--- Activity ---
From the records below, pull each line that has "const".

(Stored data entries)
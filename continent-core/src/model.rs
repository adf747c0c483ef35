use serde::{Deserialize, Serialize};
use serde_json::Value;

/// Maximum number of rows a single ingest may submit (§6).
pub const MAX_ROWS: usize = 10_000;

/// TTL, in seconds, applied to every Hot Cache key this crate writes (§4.2).
pub const CACHE_TTL_SECONDS: u64 = 86_400;

/// A single row of a dataset version. Rows are arbitrary structured records;
/// the only thing this crate relies on is an `id` field used for diffing.
pub type Row = Value;

#[derive(Clone, Copy, Debug, Default, PartialEq, Eq, Serialize, Deserialize)]
#[serde(rename_all = "lowercase")]
pub enum VersionStatus {
    #[default]
    Pending,
    Ready,
}

/// A `(dataset_id, version)` record (§3).
#[derive(Clone, Debug, PartialEq, Serialize, Deserialize)]
pub struct VersionRecord {
    pub dataset_id: String,
    pub version: String,
    pub checksum: String,
    pub ts: i64,
    pub parent_version: Option<String>,
    pub diff_checksum: Option<String>,
    pub status: VersionStatus,
}

/// Summary returned by `list_ready_versions`.
#[derive(Clone, Debug, PartialEq, Serialize, Deserialize)]
pub struct VersionInfo {
    pub version: String,
    pub checksum: String,
    pub ts: i64,
    pub parent_version: Option<String>,
}

#[derive(Clone, Copy, Debug, PartialEq, Eq, Serialize, Deserialize)]
#[serde(rename_all = "lowercase")]
pub enum DeltaKind {
    Add,
    Update,
    Delete,
}

/// A single `add`/`update`/`delete` delta record (§3).
#[derive(Clone, Debug, PartialEq, Serialize, Deserialize)]
pub struct DeltaRecord {
    pub dataset_id: String,
    pub version: String,
    pub kind: DeltaKind,
    pub item_id: String,
    pub old_item: Option<Value>,
    pub new_item: Option<Value>,
    pub ts: i64,
}

/// A field → value-or-values filter entry for a user context.
#[derive(Clone, Debug, PartialEq, Serialize, Deserialize)]
#[serde(untagged)]
pub enum FilterValue {
    Many(Vec<Value>),
    One(Value),
}

impl FilterValue {
    /// True iff `value` satisfies this filter entry per §4.5 step 4.
    pub fn matches(&self, value: Option<&Value>) -> bool {
        match (self, value) {
            (FilterValue::Many(allowed), Some(v)) => allowed.contains(v),
            (FilterValue::One(Value::Null), None) => true,
            (FilterValue::One(expected), Some(v)) => expected == v,
            (_, None) => false,
        }
    }
}

#[derive(Clone, Debug, Default, PartialEq, Serialize, Deserialize)]
pub struct SortSpec {
    pub by: String,
    #[serde(default)]
    pub desc: bool,
}

/// A per-`(user_id, dataset_id)` filter/sort/selection descriptor (§3).
#[derive(Clone, Debug, Default, PartialEq, Serialize, Deserialize)]
pub struct UserContext {
    #[serde(default)]
    pub filters: std::collections::BTreeMap<String, FilterValue>,
    #[serde(default)]
    pub sort: Option<SortSpec>,
    /// Persisted verbatim; never consulted by projection (§9).
    #[serde(default)]
    pub selection: Option<Value>,
    #[serde(default)]
    pub ts: i64,
}

/// A materialized projection row, keyed by `(user_id, dataset_id, version, item)`.
#[derive(Clone, Debug, PartialEq, Serialize, Deserialize)]
pub struct ProjectedViewRow {
    pub user_id: String,
    pub dataset_id: String,
    pub version: String,
    pub item: Value,
    pub ts: i64,
}

/// The cacheable bundle written to `continent:{dataset_id}:{version}` (§4.2).
#[derive(Clone, Debug, PartialEq, Serialize, Deserialize)]
pub struct PackagedSnapshot {
    pub version: String,
    pub checksum: String,
    pub ts: i64,
    pub rows: Vec<Row>,
    pub count: usize,
    #[serde(default, skip_serializing_if = "Option::is_none")]
    pub parent_version: Option<String>,
    #[serde(default, skip_serializing_if = "Option::is_none")]
    pub diff_checksum: Option<String>,
}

--- Output ---
pub const MAX_ROWS: usize = 10_000;
pub const CACHE_TTL_SECONDS: u64 = 86_400;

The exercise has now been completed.